The point of psoriasis treatment is to control symptoms and prevent complications. Treatments depend on the severity of the condition. Please consult with a board certified dermatologist for the best treatment of your psoriasis.
What are the risks of psoriatic diseases?
Psoriatic diseases including psoriasis and psoriatic arthritis have an elevated risk of related conditions including cancer, cardiovascular disease, Crohn’s disease, depression, diabetes, metabolic syndrome, obesity, osteoporosis, uveitis (an inflammatory disease of the eye) and non-alcoholic fatty liver disease.)
What are treatments for psoriasis?
Oral medications: Oral drugs used to treat severe or stubborn psoriasis include retinoids, cyclosporine, methotrexate and other immunomodulators.
Biologics: These are by far the most effective agents in the tool kit for treating psoriasis. They are targeted antibody like molecules that tweak the immune signaling behind psoriasis. While they provide a very effect approach, they are not without risk and cost.
Topical medications: In addition to moisturizers, a variety of creams and ointments can be used to treat mild to moderate psoriasis. Moisturizers can also be combined with oral drugs or light therapy for more severe psoriasis cases. Topical options include steroids, vitamin D analogs, topical retinoids, and coal tar.
Light therapy: Natural and artificial light, including a specific form of ultraviolet light, can be used to treat psoriasis. The most recently developed therapies use narrow band ultraviolet B, which is effective without having to take medications that increase sensitivity to sunlight.

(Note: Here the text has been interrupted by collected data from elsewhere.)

use std::sync::mpsc::Receiver;
use std::time::Duration;

use bus::{Bus, RenderCommand, RenderEvent, Response, ResponseCollector};
use core_types::{ChunkKind, RequestId};
use futures::channel::oneshot;
use html::{Element, Node, RenderError, Suspense};
use html_test_support::ClientDocument;
use runtime_render::{RuntimeConfig, start_render_runtime};

const WAIT: Duration = Duration::from_secs(5);

fn start() -> Bus {
    let (bus, cmd_rx) = Bus::new();
    start_render_runtime(cmd_rx, bus.evt_tx.clone(), RuntimeConfig::default())
        .expect("spawn render thread");
    bus
}

fn next_event(evt_rx: &Receiver<RenderEvent>) -> RenderEvent {
    evt_rx.recv_timeout(WAIT).expect("render event")
}

/// Pump events until `request_id` has received at least `chunks` chunks.
fn wait_for_chunks(
    evt_rx: &Receiver<RenderEvent>,
    collector: &mut ResponseCollector,
    request_id: RequestId,
    chunks: usize,
) {
    while collector.get(request_id).map_or(0, |r| r.chunks.len()) < chunks {
        collector.apply(next_event(evt_rx));
    }
}

fn wait_for_close(
    evt_rx: &Receiver<RenderEvent>,
    collector: &mut ResponseCollector,
    request_id: RequestId,
) -> Response {
    while !collector.is_closed(request_id) {
        collector.apply(next_event(evt_rx));
    }
    collector.take(request_id).expect("closed response")
}

/// A page whose single suspense boundary waits on the returned sender.
fn deferred_page(
    label: &'static str,
) -> (
    oneshot::Sender<String>,
    impl FnOnce() -> Node + Send + 'static,
) {
    let (tx, rx) = oneshot::channel::<String>();
    let page = move || -> Node {
        let body = Node::pending(async move {
            rx.await
                .map(Node::text)
                .map_err(|_| RenderError::child("sender dropped"))
        });
        Element::new("article")
            .attr("id", label)
            .child(Suspense::new().fallback("loading").child(body))
            .into()
    };
    (tx, page)
}

fn replayed(response: &Response) -> String {
    let doc = ClientDocument::replay(&response.chunks);
    assert!(doc.violations().is_empty(), "{:?}", doc.violations());
    doc.html().to_string()
}

#[test]
fn streams_a_page_across_the_thread_boundary() {
    let bus = start();
    let mut collector = ResponseCollector::new();
    let (tx, page) = deferred_page("a");
    bus.cmd_tx
        .unbounded_send(RenderCommand::render(1, page))
        .unwrap();

    wait_for_chunks(&bus.evt_rx, &mut collector, 1, 1);
    assert_eq!(
        collector.get(1).unwrap().body(),
        "<article id=\"a\"><div id=\"B:1\" data-sf>loading</div></article>"
    );

    tx.send("ready & done".to_string()).unwrap();
    let response = wait_for_close(&bus.evt_rx, &mut collector, 1);
    assert!(response.errors.is_empty());
    assert_eq!(
        response.chunks.iter().map(|(kind, _)| *kind).collect::<Vec<_>>(),
        vec![ChunkKind::Document, ChunkKind::Bootstrap, ChunkKind::Patch]
    );
    assert_eq!(
        replayed(&response),
        "<article id=\"a\">ready &amp; done</article>"
    );
}

#[test]
fn concurrent_requests_close_independently() {
    let bus = start();
    let mut collector = ResponseCollector::new();
    let (tx_a, page_a) = deferred_page("a");
    let (tx_b, page_b) = deferred_page("b");
    bus.cmd_tx.unbounded_send(RenderCommand::render(1, page_a)).unwrap();
    bus.cmd_tx.unbounded_send(RenderCommand::render(2, page_b)).unwrap();
    wait_for_chunks(&bus.evt_rx, &mut collector, 1, 1);
    wait_for_chunks(&bus.evt_rx, &mut collector, 2, 1);

    tx_b.send("second".to_string()).unwrap();
    let b = wait_for_close(&bus.evt_rx, &mut collector, 2);
    assert_eq!(replayed(&b), "<article id=\"b\">second</article>");
    assert!(!collector.is_closed(1));

    tx_a.send("first".to_string()).unwrap();
    let a = wait_for_close(&bus.evt_rx, &mut collector, 1);
    assert_eq!(replayed(&a), "<article id=\"a\">first</article>");
}

#[test]
fn cancel_drops_later_output() {
    let bus = start();
    let mut collector = ResponseCollector::new();
    let (tx, page) = deferred_page("c");
    bus.cmd_tx.unbounded_send(RenderCommand::render(7, page)).unwrap();
    wait_for_chunks(&bus.evt_rx, &mut collector, 7, 1);

    bus.cmd_tx
        .unbounded_send(RenderCommand::Cancel { request_id: 7 })
        .unwrap();
    // Commands are handled in order; settle after the cancel lands.
    bus.cmd_tx
        .unbounded_send(RenderCommand::render(8, || Node::text("marker")))
        .unwrap();
    wait_for_close(&bus.evt_rx, &mut collector, 8);
    tx.send("too late".to_string()).unwrap();

    let response = wait_for_close(&bus.evt_rx, &mut collector, 7);
    assert_eq!(response.chunks.len(), 1);
    assert!(response.chunks.iter().all(|(kind, _)| *kind == ChunkKind::Document));
}

#[test]
fn walk_failure_closes_then_reports() {
    let bus = start();
    bus.cmd_tx
        .unbounded_send(RenderCommand::render(3, || {
            Element::new("div")
                .attr("bind:html", "<b>raw</b>")
                .child("and children")
                .into()
        }))
        .unwrap();

    assert_eq!(next_event(&bus.evt_rx), RenderEvent::Closed { request_id: 3 });
    match next_event(&bus.evt_rx) {
        RenderEvent::Error { request_id, error } => {
            assert_eq!(request_id, 3);
            assert!(error.contains("<div>"), "{error}");
        }
        other => panic!("expected error event, got {other:?}"),
    }
}

#[test]
fn failing_boundary_reaches_the_host_as_an_error_event() {
    let bus = start();
    let mut collector = ResponseCollector::new();
    let (tx, page) = deferred_page("e");
    bus.cmd_tx.unbounded_send(RenderCommand::render(4, page)).unwrap();
    wait_for_chunks(&bus.evt_rx, &mut collector, 4, 1);
    drop(tx);

    let response = wait_for_close(&bus.evt_rx, &mut collector, 4);
    assert_eq!(response.errors, vec!["child render failed: sender dropped".to_string()]);
    assert_eq!(
        replayed(&response),
        "<article id=\"e\"><div id=\"B:1\" data-sf>loading</div></article>"
    );
}

#[test]
fn runtime_exits_after_senders_drop() {
    let (bus, cmd_rx) = Bus::new();
    let handle = start_render_runtime(
        cmd_rx,
        bus.evt_tx.clone(),
        RuntimeConfig {
            thread_name: "render-test".to_string(),
            ..RuntimeConfig::default()
        },
    )
    .unwrap();
    bus.cmd_tx
        .unbounded_send(RenderCommand::render(1, || Node::text("bye")))
        .unwrap();
    drop(bus.cmd_tx);
    handle.join().unwrap();

    let events: Vec<_> = bus.evt_rx.try_iter().collect();
    assert_eq!(events.last(), Some(&RenderEvent::Closed { request_id: 1 }));
}
//! Attribute values and their serialization rules.
//!
//! Rules, in priority order (see `write_attr`):
//! 1. `style` with a `Style` value becomes `prop:value` pairs joined by `; `,
//!    camelCase keys converted to kebab-case. A `Style` value under any
//!    other name is stringified as `key:value` pairs and escaped (rule 7).
//! 2. `bind:html` / `dangerouslySetInnerHTML` are not attributes; the element
//!    consumes them as raw inner markup.
//! 3. `Null` is omitted.
//! 4. Numbers and safe values are written without escaping.
//! 5. Booleans on a boolean attribute name write `name=""` when true and are
//!    omitted when false.
//! 6. Pending values open a buffer frontier inside the quotes.
//! 7. Everything else is stringified and escaped.

use crate::buffer::StringBuffer;
use crate::node::{PendingNode, format_number};
use crate::safe::SafeString;

pub(crate) const RAW_HTML_ATTRS: [&str; 2] = ["bind:html", "dangerouslySetInnerHTML"];

const BOOLEAN_ATTRS: [&str; 25] = [
    "allowfullscreen",
    "async",
    "autofocus",
    "autoplay",
    "checked",
    "controls",
    "default",
    "defer",
    "disabled",
    "formnovalidate",
    "hidden",
    "inert",
    "ismap",
    "itemscope",
    "loop",
    "multiple",
    "muted",
    "nomodule",
    "novalidate",
    "open",
    "playsinline",
    "readonly",
    "required",
    "reversed",
    "selected",
];

pub fn is_boolean_attribute(name: &str) -> bool {
    BOOLEAN_ATTRS.binary_search(&name).is_ok()
}

pub(crate) fn is_raw_html_attr(name: &str) -> bool {
    RAW_HTML_ATTRS.contains(&name)
}

#[derive(Debug)]
pub enum AttrValue {
    Null,
    Bool(bool),
    Number(f64),
    Str(String),
    Style(Vec<(String, String)>),
    Safe(SafeString),
    Pending(PendingNode),
}

impl AttrValue {
    pub fn style<K, V>(entries: impl IntoIterator<Item = (K, V)>) -> Self
    where
        K: Into<String>,
        V: Into<String>,
    {
        AttrValue::Style(
            entries
                .into_iter()
                .map(|(k, v)| (k.into(), v.into()))
                .collect(),
        )
    }

    pub fn pending(value: PendingNode) -> Self {
        AttrValue::Pending(value)
    }
}

impl From<&str> for AttrValue {
    fn from(value: &str) -> Self {
        AttrValue::Str(value.to_string())
    }
}

impl From<String> for AttrValue {
    fn from(value: String) -> Self {
        AttrValue::Str(value)
    }
}

impl From<bool> for AttrValue {
    fn from(value: bool) -> Self {
        AttrValue::Bool(value)
    }
}

impl From<f64> for AttrValue {
    fn from(value: f64) -> Self {
        AttrValue::Number(value)
    }
}

impl From<i64> for AttrValue {
    fn from(value: i64) -> Self {
        AttrValue::Number(value as f64)
    }
}

impl From<i32> for AttrValue {
    fn from(value: i32) -> Self {
        AttrValue::Number(f64::from(value))
    }
}

impl From<u32> for AttrValue {
    fn from(value: u32) -> Self {
        AttrValue::Number(f64::from(value))
    }
}

impl From<usize> for AttrValue {
    fn from(value: usize) -> Self {
        AttrValue::Number(value as f64)
    }
}

impl From<SafeString> for AttrValue {
    fn from(value: SafeString) -> Self {
        AttrValue::Safe(value)
    }
}

impl<T: Into<AttrValue>> From<Option<T>> for AttrValue {
    fn from(value: Option<T>) -> Self {
        value.map_or(AttrValue::Null, Into::into)
    }
}

/// `backgroundColor` -> `background-color`. Already-kebab keys pass through.
pub fn kebab_case(key: &str) -> String {
    let mut out = String::with_capacity(key.len() + 4);
    for ch in key.chars() {
        if ch.is_ascii_uppercase() {
            out.push('-');
            out.push(ch.to_ascii_lowercase());
        } else {
            out.push(ch);
        }
    }
    out
}

fn flatten_style(entries: &[(String, String)]) -> String {
    let mut out = String::new();
    for (i, (key, value)) in entries.iter().enumerate() {
        if i > 0 {
            out.push_str("; ");
        }
        out.push_str(&kebab_case(key));
        out.push(':');
        out.push_str(value);
    }
    out
}

/// Plain `key:value` text for a map held by a name other than `style`.
fn stringify_entries(entries: &[(String, String)]) -> String {
    entries
        .iter()
        .map(|(key, value)| format!("{key}:{value}"))
        .collect::<Vec<_>>()
        .join("; ")
}

/// Write one attribute (with its leading space) per the rules above.
///
/// Raw-HTML directives must be filtered out by the caller.
pub(crate) fn write_attr(name: &str, value: AttrValue, buf: &mut StringBuffer) {
    match value {
        AttrValue::Style(entries) if name == "style" => {
            write_escaped(name, &flatten_style(&entries), buf)
        }
        AttrValue::Style(entries) => write_escaped(name, &stringify_entries(&entries), buf),
        AttrValue::Null => {}
        AttrValue::Number(n) => write_quoted(name, &format_number(n), buf),
        AttrValue::Safe(safe) => {
            buf.push_str(" ");
            buf.push_str(name);
            buf.push_str("=\"");
            buf.push_safe(safe);
            buf.push_str("\"");
        }
        AttrValue::Bool(flag) if is_boolean_attribute(name) => {
            if flag {
                write_quoted(name, "", buf);
            }
        }
        AttrValue::Pending(value) => {
            buf.push_str(" ");
            buf.push_str(name);
            buf.push_str("=\"");
            buf.push_pending(value);
            buf.push_str("\"");
        }
        AttrValue::Bool(flag) => write_escaped(name, if flag { "true" } else { "false" }, buf),
        AttrValue::Str(text) => write_escaped(name, &text, buf),
    }
}

fn write_escaped(name: &str, text: &str, buf: &mut StringBuffer) {
    buf.push_str(" ");
    buf.push_str(name);
    buf.push_str("=\"");
    buf.push_escaped(text);
    buf.push_str("\"");
}

fn write_quoted(name: &str, verbatim: &str, buf: &mut StringBuffer) {
    buf.push_str(" ");
    buf.push_str(name);
    buf.push_str("=\"");
    buf.push_str(verbatim);
    buf.push_str("\"");
}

Diet and psoriasis: Omega-3 fats, found in fish, soy, nuts, seeds and some vegetable oils, may help limit inflammation and other symptoms of psoriasis. Avoid fish oil supplements if you take blood thinners, as they could increase your risk of bleeding. Eating fish at least twice a week will help you get enough omega-3 fats, especially if you choose fatty fish such as salmon, herring, tuna, mackerel, and sardines.
- Food Sensitivities: People with psoriasis are more likely to be sensitive to gluten, so a gluten-free diet may be beneficial in some cases.
Lose weight: Losing weight may reduce the disease’s severity. Losing weight may also make treatments more effective. It’s unclear how weight interacts with psoriasis, so even if your symptoms remain unchanged, losing weight is still good for your overall health.
Eat healthy: Reduce your intake of saturated fats, which are found in animal products like meats and dairy foods. Increase your intake of lean proteins that contain omega-3 fatty acids, such as salmon, sardines, and shrimp. Plant sources of omega-3s include walnuts, flaxseeds, and soybeans.
Avoid trigger foods: Psoriasis causes inflammation. Certain foods cause inflammation, too. Avoiding those foods might improve symptoms. These foods include red meat, refined sugar, processed foods, and dairy products.
Drink less alcohol: Alcohol consumption can increase your risks of a flare. Cut back or quit entirely. Talk with your doctor if you have a problem with alcohol.
- Consider taking vitamins: Some doctors prefer a vitamin-rich diet. However, even the healthiest eater may need help getting adequate nutrients. Ask your doctor if you should be taking any as a supplement to your diet.